Tiba-tiba, dua doppelganger melesat keluar dari tubuh Duan Ling Tian. Salah satunya dikelilingi oleh energi spasial yang mengerikan. Sedangkan yang lainnya, tampak biasa saja, tetapi Energi Ilahi di sekitarnya menyebabkan lingkungannya membeku dan berakselerasi secara berkala. Bahkan angin pun tidak luput dari Energi Ilahi tersebut. Kedua doppelganger ini berasal dari hukum ruang dan hukum waktu Duan Ling Tian. Kedua doppelganger tersebut masing-masing memegang pedang ilahi terkemuka dengan jiwa yang sempurna, sebuah senjata yang hanya kalah dari artefak ilahi utama.
Terdapat berbagai tingkatan di antara artefak ilahi terkemuka, tergantung pada berapa banyak fragmen artefak ilahi utama yang telah mereka serap. Adapun artefak ilahi terkemuka di tangan para doppelganger Duan Ling Tian, mereka belum menyerap fragmen artefak ilahi utama apa pun. Lagipula, dia hanya memiliki cukup fragmen artefak ilahi utama untuk Pedang Indah Tujuh Lubangnya. Kedua jiwa artefak ilahi terkemuka milik para doppelganger itu tentu saja iri pada Huang’er, tetapi mereka tidak berani mengucapkan sepatah kata pun tentang hal itu. Lagipula, Huang’er adalah orang pertama yang mengikuti Duan Ling Tian di antara mereka.
Duan Ling Tian mengarahkan Pedang Indah Tujuh Lubang ke arah Wu Cang sambil menatap Wu Cang dengan acuh tak acuh dan bertanya, “Apakah kau pikir aku tidak menyadari bahwa kau tidak mengerahkan seluruh kekuatanmu sebelumnya?
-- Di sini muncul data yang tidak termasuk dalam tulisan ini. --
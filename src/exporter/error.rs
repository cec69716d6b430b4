// ==========================================
// 资产台账后台 - 导出模块错误类型
// ==========================================

use crate::repository::error::RepositoryError;
use rust_xlsxwriter::XlsxError;
use thiserror::Error;

#[derive(Error, Debug)]
pub enum ExportError {
    #[error("Spreadsheet generation failed: {0}")]
    Xlsx(#[from] XlsxError),

    #[error(transparent)]
    Repository(#[from] RepositoryError),
}

/// Result 类型别名
pub type ExportResult<T> = Result<T, ExportError>;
Mungkin, kau harus bertanya pada dirimu sendiri apakah aku mengerahkan seluruh kekuatanku sebelumnya.”
Ekspresi Wu Cang sedikit berubah. Setelah beberapa saat, dia berkata dengan nada mengejek, “Apakah kau mencoba menipuku?”
Menurut Wu Cang, mustahil bagi Duan Ling Tian untuk menyembunyikan kekuatannya sebelumnya. Jika Duan Ling Tian memiliki lebih banyak trik, ia tidak perlu menggunakan hukum waktu dan kembarannya dari hukum ruang untuk menahannya dan melarikan diri pada saat kritis.
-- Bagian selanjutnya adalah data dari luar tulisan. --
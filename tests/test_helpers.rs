// ==========================================
// 测试辅助函数
// ==========================================
// 职责: 临时数据库、可观测仓储、测试文件构造
// ==========================================

#![allow(dead_code)]

use asset_admin::config::ConfigManager;
use asset_admin::db::{init_schema, open_sqlite_connection};
use asset_admin::domain::{
    Asset, AssetExportRow, AssetField, AssetFields, ReferenceEntity, ReferenceKind, UploadedFile,
};
use asset_admin::repository::{
    AssetRepository, AssetRepositoryImpl, RepositoryError, RepositoryResult,
};
use async_trait::async_trait;
use rusqlite::Connection;
use rust_xlsxwriter::Workbook;
use std::collections::HashSet;
use std::error::Error;
use std::sync::atomic::{AtomicUsize, Ordering};
use std::sync::{Arc, Mutex};
use tempfile::NamedTempFile;

/// 创建临时测试数据库（已初始化表结构）
pub fn create_test_db() -> Result<(NamedTempFile, String), Box<dyn Error>> {
    let temp_file = NamedTempFile::new()?;
    let db_path = temp_file.path().to_str().ok_or("invalid temp path")?.to_string();

    let conn = open_sqlite_connection(&db_path)?;
    init_schema(&conn)?;

    Ok((temp_file, db_path))
}

/// 打开测试数据库的共享连接
pub fn open_shared_connection(db_path: &str) -> Arc<Mutex<Connection>> {
    let conn = open_sqlite_connection(db_path).expect("open test db");
    Arc::new(Mutex::new(conn))
}

/// 基于同一连接创建仓储与配置管理器
pub fn create_components(db_path: &str) -> (Arc<AssetRepositoryImpl>, Arc<ConfigManager>) {
    let conn = open_shared_connection(db_path);
    (
        Arc::new(AssetRepositoryImpl::from_connection(conn.clone())),
        Arc::new(ConfigManager::from_connection(conn)),
    )
}

// ==========================================
// ObservedRepository - 可观测仓储
// ==========================================
// 包装真实仓储：统计参照实体创建次数，可按资产编号注入写入失败
pub struct ObservedRepository {
    inner: AssetRepositoryImpl,
    reference_creates: AtomicUsize,
    inserts: AtomicUsize,
    updates: AtomicUsize,
    failing_items: Mutex<HashSet<String>>,
}

impl ObservedRepository {
    pub fn new(db_path: &str) -> Self {
        Self {
            inner: AssetRepositoryImpl::new(db_path).expect("open test repository"),
            reference_creates: AtomicUsize::new(0),
            inserts: AtomicUsize::new(0),
            updates: AtomicUsize::new(0),
            failing_items: Mutex::new(HashSet::new()),
        }
    }

    /// 该资产编号的新建/更新将返回数据库错误
    pub fn fail_writes_for(&self, item_number: &str) {
        self.failing_items
            .lock()
            .unwrap()
            .insert(item_number.to_string());
    }

    pub fn reference_creates(&self) -> usize {
        self.reference_creates.load(Ordering::SeqCst)
    }

    pub fn inserts(&self) -> usize {
        self.inserts.load(Ordering::SeqCst)
    }

    pub fn updates(&self) -> usize {
        self.updates.load(Ordering::SeqCst)
    }

    fn check_failure(&self, item_number: &str) -> RepositoryResult<()> {
        if self.failing_items.lock().unwrap().contains(item_number) {
            return Err(RepositoryError::DatabaseQueryError(
                "disk I/O error".to_string(),
            ));
        }
        Ok(())
    }
}

#[async_trait]
impl AssetRepository for ObservedRepository {
    async fn find_by_item_number(&self, item_number: &str) -> RepositoryResult<Option<Asset>> {
        self.inner.find_by_item_number(item_number).await
    }

    async fn insert_asset(&self, item_number: &str, fields: &AssetFields) -> RepositoryResult<i64> {
        self.check_failure(item_number)?;
        self.inserts.fetch_add(1, Ordering::SeqCst);
        self.inner.insert_asset(item_number, fields).await
    }

    async fn update_asset(&self, id: i64, fields: &AssetFields) -> RepositoryResult<()> {
        let failing = self.failing_items.lock().unwrap().clone();
        for item in failing {
            if let Some(asset) = self.inner.find_by_item_number(&item).await? {
                if asset.id == id {
                    self.check_failure(&item)?;
                }
            }
        }
        self.updates.fetch_add(1, Ordering::SeqCst);
        self.inner.update_asset(id, fields).await
    }

    async fn list_export_rows(&self) -> RepositoryResult<Vec<AssetExportRow>> {
        self.inner.list_export_rows().await
    }

    async fn count_assets(&self) -> RepositoryResult<usize> {
        self.inner.count_assets().await
    }

    async fn list_references(&self, kind: ReferenceKind) -> RepositoryResult<Vec<ReferenceEntity>> {
        self.inner.list_references(kind).await
    }

    async fn create_reference_if_absent(
        &self,
        kind: ReferenceKind,
        name: &str,
    ) -> RepositoryResult<i64> {
        self.reference_creates.fetch_add(1, Ordering::SeqCst);
        self.inner.create_reference_if_absent(kind, name).await
    }
}

// ==========================================
// 测试文件构造
// ==========================================

/// CSV 上传（表头使用模板显示名）
pub fn csv_upload(headers: &[AssetField], rows: &[Vec<&str>]) -> UploadedFile {
    let mut writer = csv::Writer::from_writer(Vec::new());
    writer
        .write_record(headers.iter().map(|f| f.header()))
        .unwrap();
    for row in rows {
        writer.write_record(row).unwrap();
    }
    let bytes = writer.into_inner().unwrap();

    UploadedFile {
        file_name: Some("assets.csv".to_string()),
        content_type: Some("text/csv".to_string()),
        bytes,
    }
}

/// 测试工作表: 表头 + 文本行
pub struct SheetFixture<'a> {
    pub name: &'a str,
    pub headers: &'a [AssetField],
    pub rows: &'a [Vec<&'a str>],
}

/// 写入一个工作表（表头第 1 行，空字符串不写）
pub fn write_sheet(workbook: &mut Workbook, fixture: &SheetFixture<'_>) {
    let sheet = workbook.add_worksheet();
    sheet.set_name(fixture.name).unwrap();

    for (col, field) in fixture.headers.iter().enumerate() {
        sheet.write_string(0, col as u16, field.header()).unwrap();
    }
    for (r, row) in fixture.rows.iter().enumerate() {
        for (col, value) in row.iter().enumerate() {
            if !value.is_empty() {
                sheet
                    .write_string((r + 1) as u32, col as u16, *value)
                    .unwrap();
            }
        }
    }
}

pub const XLSX_MEDIA_TYPE: &str =
    "application/vnd.openxmlformats-officedocument.spreadsheetml.sheet";

/// 由已构建的工作簿生成 xlsx 上传
pub fn workbook_upload(workbook: &mut Workbook) -> UploadedFile {
    UploadedFile {
        file_name: Some("assets.xlsx".to_string()),
        content_type: Some(XLSX_MEDIA_TYPE.to_string()),
        bytes: workbook.save_to_buffer().unwrap(),
    }
}

/// xlsx 上传（多个工作表，按顺序写入）
pub fn xlsx_sheets_upload(sheets: &[SheetFixture<'_>]) -> UploadedFile {
    let mut workbook = Workbook::new();
    for fixture in sheets {
        write_sheet(&mut workbook, fixture);
    }
    workbook_upload(&mut workbook)
}

/// xlsx 上传（单个数据表，全部写为文本）
pub fn xlsx_upload(sheet_name: &str, headers: &[AssetField], rows: &[Vec<&str>]) -> UploadedFile {
    xlsx_sheets_upload(&[SheetFixture {
        name: sheet_name,
        headers,
        rows,
    }])
}

/// 常用列: 资产编号/厂商/分类/状态/成色/位置
pub fn basic_headers() -> Vec<AssetField> {
    vec![
        AssetField::ItemNumber,
        AssetField::Manufacturer,
        AssetField::Category,
        AssetField::Status,
        AssetField::Condition,
        AssetField::Location,
    ]
}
Sebaliknya, sang pembangkit tenaga tertinggi, Iblis Merah, memandang Duan Ling Tian dengan penuh arti sambil berpikir dalam hati, ‘Sepertinya dia masih memiliki cara tersembunyi…’
Mata Iblis Merah berbinar-binar penuh kegembiraan saat memikirkan hal ini. Sepertinya orang yang telah ditunggunya selama bertahun-tahun akhirnya muncul.